Bagaimana dengan nasib anak yang memiliki potensi kecerdasan dan bakat istimewa di Indonesia? Sampai saat ini perhatian pemerintah terhadap kelompok anak yang memiliki keistimewaan kecerdasan belum begitu menggembirakan. Di Indonesia belum ada lembaga yang secara khusus menaruh perhatian terhadap anak-anak yang memiliki potensi kecerdasan luar biasa seperti si Mortgail di Jerman, apalagi sampai memprogramkan secara khusus untuk mencari, mengumpulkan, dan memberikan perlakuan istimewa terhadap mereka.

Anak dengan kecerdasan dan bakat istimewa belum memperoleh perlakuan sebagai aset berharga bagi kemajuan bangsa. Conny Semiawan, guru besar psikologi pendidikan dari Univesitas Negeri Jakarta (UNJ), pernah bereksperimen dengan membentuk lembaga pendidikan yang secara khusus menangani anak jenius. Lembaga tersebut cukup berhasil dalam mengembangkan berbagai potensi istimewa yang dimiliki anak. Namun sayang sekali, karena adanya keterbatasan dalam masalah pendanaan, projek uji coba tersebut pun tidak ada kelanjutannya.

Bukan itu saja, di masa lalu, tingkat pendidikan dasar dan menengah pernah membuat suatu langkah kebijakan, yakni memberikan kesempatan kepada setiap siswa berbakat dan memiliki prestasi belajar yang menonjol diperkenankan bisa naik dua tingkat sekaligus. Misalnya, dari kelas 2 bisa langsung naik ke kelas 4 tanpa harus melalui kelas 3, dari kelas 3 langsung ke kelas 5, kelas 4 bisa langsung naik ke kelas 6 tanpa harus belajar di kelas 5 terlebih dulu. Tentu saja langkah tersebut juga dilakukan melalui tes kemampuan ditambah pertimbangan akademis lainnya. Bila dilihat dari sisi akademik, sistem ini membuka kesempatan bagi anak berbakat untuk terus menggali potensinya. Akan tetapi, dalam perkembangannya kemudian, program tersebut tidak diperbolehkan. Menurut kebijakan tersebut, anak berbakat harus belajar secara bersama dengan anak biasa lainnya. Dengan tujuan yang baik yakni supaya tidak terjadi eksklusivisme.

Pemberlakuan sistem seperti itu hanya membuat mereka menjadi malas, karena tanpa "memeras keringat" saja kemampuannya bisa menyamai anak yang kemampuannya biasa. Akhirnya dalam perkembangannya, karena kemampuannya tak pernah diasah lagi, mereka pun mengalami penumpulan kemampuan. Matilah potensi mereka.

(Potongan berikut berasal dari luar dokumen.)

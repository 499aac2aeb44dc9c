//! Compression envelopes for data blocks.
//!
//! A compressed frame is laid out as:
//!
//! ```text
//! | checksum (16) | method (1) | compressed size (4 LE) | decompressed size (4 LE) | payload |
//! ```
//!
//! The compressed size counts the 9-byte header plus the payload. The checksum
//! is a 128-bit CityHash (v1.0.2) over everything after itself, stored as two
//! little-endian 64-bit halves.
use std::{fmt, str::FromStr};

use log::trace;
use lz4::block::CompressionMode;
use thiserror::Error;

pub const CHECKSUM_SIZE: usize = 16;
pub const HEADER_SIZE: usize = 9;
const LZ4_MAX_INPUT_SIZE: usize = 0x7E00_0000;
const LZ4_HC_LEVEL: i32 = 9;

#[derive(Debug, Error)]
pub enum CompressionError {
    #[error("unknown compression method byte {0:#04x}")]
    UnknownMethod(u8),
    #[error("checksum mismatch: expected {expected:#034x}, computed {actual:#034x}")]
    ChecksumMismatch { expected: u128, actual: u128 },
    #[error("decompression failed: {0}")]
    DecompressionFailed(String),
    #[error("compression failed: {0}")]
    CompressionFailed(String),
    #[error("frame of {0} bytes is shorter than its header")]
    FrameTooShort(usize),
}

#[derive(Debug, Clone, Copy, PartialEq, Eq)]
pub enum CompressionMethod {
    Lz4,
    Lz4Hc,
    Zstd,
    /// Integrity-only: the payload is stored as is, the checksum still applies.
    None,
}

impl CompressionMethod {
    pub fn method_byte(self) -> u8 {
        match self {
            // LZ4-HC output is plain LZ4 to the decoder.
            CompressionMethod::Lz4 | CompressionMethod::Lz4Hc => 0x82,
            CompressionMethod::Zstd => 0x90,
            CompressionMethod::None => 0x02,
        }
    }

    pub fn from_method_byte(byte: u8) -> Result<Self, CompressionError> {
        match byte {
            0x82 => Ok(CompressionMethod::Lz4),
            0x90 => Ok(CompressionMethod::Zstd),
            0x02 => Ok(CompressionMethod::None),
            other => Err(CompressionError::UnknownMethod(other)),
        }
    }

    /// Setting value understood by the server's `network_compression_method`.
    pub fn name(self) -> &'static str {
        match self {
            CompressionMethod::Lz4 => "lz4",
            CompressionMethod::Lz4Hc => "lz4hc",
            CompressionMethod::Zstd => "zstd",
            CompressionMethod::None => "none",
        }
    }

    /// Worst-case payload size for `len` input bytes.
    pub fn bound(self, len: usize) -> usize {
        match self {
            CompressionMethod::Lz4 | CompressionMethod::Lz4Hc => {
                if len > LZ4_MAX_INPUT_SIZE {
                    0
                } else {
                    len + len / 255 + 16
                }
            }
            CompressionMethod::Zstd => zstd::zstd_safe::compress_bound(len),
            CompressionMethod::None => len,
        }
    }
}

impl fmt::Display for CompressionMethod {
    fn fmt(&self, f: &mut fmt::Formatter<'_>) -> fmt::Result {
        f.write_str(self.name())
    }
}

impl FromStr for CompressionMethod {
    type Err = String;

    fn from_str(s: &str) -> Result<Self, Self::Err> {
        match s.to_ascii_lowercase().as_str() {
            "lz4" => Ok(CompressionMethod::Lz4),
            "lz4hc" => Ok(CompressionMethod::Lz4Hc),
            "zstd" => Ok(CompressionMethod::Zstd),
            "none" => Ok(CompressionMethod::None),
            other => Err(format!("unknown compression method '{other}'")),
        }
    }
}

/// Method and level applied to every outbound data block of a query.
#[derive(Debug, Clone, Copy, PartialEq, Eq)]
pub struct Compression {
    pub method: CompressionMethod,
    pub level: i32,
}

impl Compression {
    pub fn compress(self, raw: &[u8]) -> Result<CompressedFrame, CompressionError> {
        compress(raw, self.level, self.method)
    }
}

/// 128-bit fingerprint used as the frame checksum.
pub fn fingerprint(data: &[u8]) -> u128 {
    // Low half on the wire is CityHash's first word.
    cityhash_rs::cityhash_102_128(data).rotate_left(64)
}

/// A complete frame: checksum, header and payload in one owned buffer.
#[derive(Debug, PartialEq, Eq)]
pub struct CompressedFrame {
    bytes: Vec<u8>,
}

impl CompressedFrame {
    /// Wraps raw frame bytes after checking that the header fits and the
    /// advertised compressed size matches the buffer.
    pub fn from_bytes(bytes: Vec<u8>) -> Result<Self, CompressionError> {
        if bytes.len() < CHECKSUM_SIZE + HEADER_SIZE {
            return Err(CompressionError::FrameTooShort(bytes.len()));
        }
        let frame = Self { bytes };
        if frame.compressed_size() < HEADER_SIZE
            || frame.compressed_size() != frame.bytes.len() - CHECKSUM_SIZE
        {
            return Err(CompressionError::FrameTooShort(frame.bytes.len()));
        }
        Ok(frame)
    }

    pub fn checksum(&self) -> u128 {
        let mut raw = [0; CHECKSUM_SIZE];
        raw.copy_from_slice(&self.bytes[..CHECKSUM_SIZE]);
        u128::from_le_bytes(raw)
    }

    pub fn method_byte(&self) -> u8 {
        self.bytes[CHECKSUM_SIZE]
    }

    /// Header plus payload length, as written in the header.
    pub fn compressed_size(&self) -> usize {
        self.header_u32(CHECKSUM_SIZE + 1) as usize
    }

    pub fn decompressed_size(&self) -> usize {
        self.header_u32(CHECKSUM_SIZE + 5) as usize
    }

    pub fn payload(&self) -> &[u8] {
        &self.bytes[CHECKSUM_SIZE + HEADER_SIZE..]
    }

    pub fn as_bytes(&self) -> &[u8] {
        &self.bytes
    }

    pub fn into_bytes(self) -> Vec<u8> {
        self.bytes
    }

    /// Recomputes the fingerprint over method byte through payload end.
    pub fn verify(&self) -> Result<(), CompressionError> {
        let expected = self.checksum();
        let actual = fingerprint(&self.bytes[CHECKSUM_SIZE..]);
        if expected != actual {
            return Err(CompressionError::ChecksumMismatch { expected, actual });
        }
        Ok(())
    }

    fn header_u32(&self, at: usize) -> u32 {
        let mut raw = [0; 4];
        raw.copy_from_slice(&self.bytes[at..at + 4]);
        u32::from_le_bytes(raw)
    }
}

/// Compresses `raw` into a checksummed frame.
///
/// `level` only affects ZSTD.
pub fn compress(raw: &[u8], level: i32, method: CompressionMethod) -> Result<CompressedFrame, CompressionError> {
    let decompressed_size = u32::try_from(raw.len())
        .map_err(|_| CompressionError::CompressionFailed(format!("{} bytes exceed frame limit", raw.len())))?;
    let start = CHECKSUM_SIZE + HEADER_SIZE;
    let mut bytes = vec![0u8; start + method.bound(raw.len())];

    let written = match method {
        CompressionMethod::Lz4 => lz4_compress(raw, CompressionMode::DEFAULT, &mut bytes[start..])?,
        CompressionMethod::Lz4Hc => {
            lz4_compress(raw, CompressionMode::HIGHCOMPRESSION(LZ4_HC_LEVEL), &mut bytes[start..])?
        }
        CompressionMethod::Zstd => zstd::bulk::compress_to_buffer(raw, &mut bytes[start..], level)
            .map_err(|e| CompressionError::CompressionFailed(e.to_string()))?,
        CompressionMethod::None => {
            bytes[start..].copy_from_slice(raw);
            raw.len()
        }
    };
    bytes.truncate(start + written);

    let compressed_size = (HEADER_SIZE + written) as u32;
    bytes[CHECKSUM_SIZE] = method.method_byte();
    bytes[CHECKSUM_SIZE + 1..CHECKSUM_SIZE + 5].copy_from_slice(&compressed_size.to_le_bytes());
    bytes[CHECKSUM_SIZE + 5..start].copy_from_slice(&decompressed_size.to_le_bytes());

    let checksum = fingerprint(&bytes[CHECKSUM_SIZE..]);
    bytes[..CHECKSUM_SIZE].copy_from_slice(&checksum.to_le_bytes());

    trace!(
        "compressed {} bytes into {} with {method}",
        raw.len(),
        compressed_size
    );
    Ok(CompressedFrame { bytes })
}

/// Verifies and unpacks a frame.
///
/// A checksum mismatch or a short decompression is fatal: the stream cannot be
/// resynchronised once its contents are in doubt.
pub fn decompress(frame: &CompressedFrame) -> Result<Vec<u8>, CompressionError> {
    frame.verify()?;
    let method = CompressionMethod::from_method_byte(frame.method_byte())?;
    let size = frame.decompressed_size();
    let payload = frame.payload();
    let mut out = vec![0u8; size];

    let produced = match method {
        CompressionMethod::None => {
            if payload.len() != size {
                return Err(CompressionError::DecompressionFailed(format!(
                    "stored payload is {} bytes, header says {size}",
                    payload.len()
                )));
            }
            out.copy_from_slice(payload);
            size
        }
        _ if size == 0 => 0,
        CompressionMethod::Lz4 | CompressionMethod::Lz4Hc => {
            let expected = i32::try_from(size)
                .map_err(|_| CompressionError::DecompressionFailed(format!("{size} bytes exceed lz4 limit")))?;
            lz4::block::decompress_to_buffer(payload, Some(expected), &mut out)
                .map_err(|e| CompressionError::DecompressionFailed(e.to_string()))?
        }
        CompressionMethod::Zstd => zstd::bulk::decompress_to_buffer(payload, &mut out)
            .map_err(|e| CompressionError::DecompressionFailed(e.to_string()))?,
    };

    if produced != size {
        return Err(CompressionError::DecompressionFailed(format!(
            "produced {produced} of {size} bytes"
        )));
    }
    Ok(out)
}

fn lz4_compress(raw: &[u8], mode: CompressionMode, out: &mut [u8]) -> Result<usize, CompressionError> {
    if raw.len() > LZ4_MAX_INPUT_SIZE {
        return Err(CompressionError::CompressionFailed(format!(
            "{} bytes exceed lz4 input limit",
            raw.len()
        )));
    }
    lz4::block::compress_to_buffer(raw, Some(mode), false, out)
        .map_err(|e| CompressionError::CompressionFailed(e.to_string()))
}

Sebagai gantinya, kini di sekolah-sekolah muncul program kelas unggulan. Namun sayangnya, sistem seperti ini hanya mengelompokkan anak-anak pintar agar terpisah dari yang biasa, karena kurikulum maupun metode yang dipergunakannya sama saja dengan kelas reguler biasa yang bukan unggulan. Akhirnya, tujuan dan efektivitas program pun menjadi bias.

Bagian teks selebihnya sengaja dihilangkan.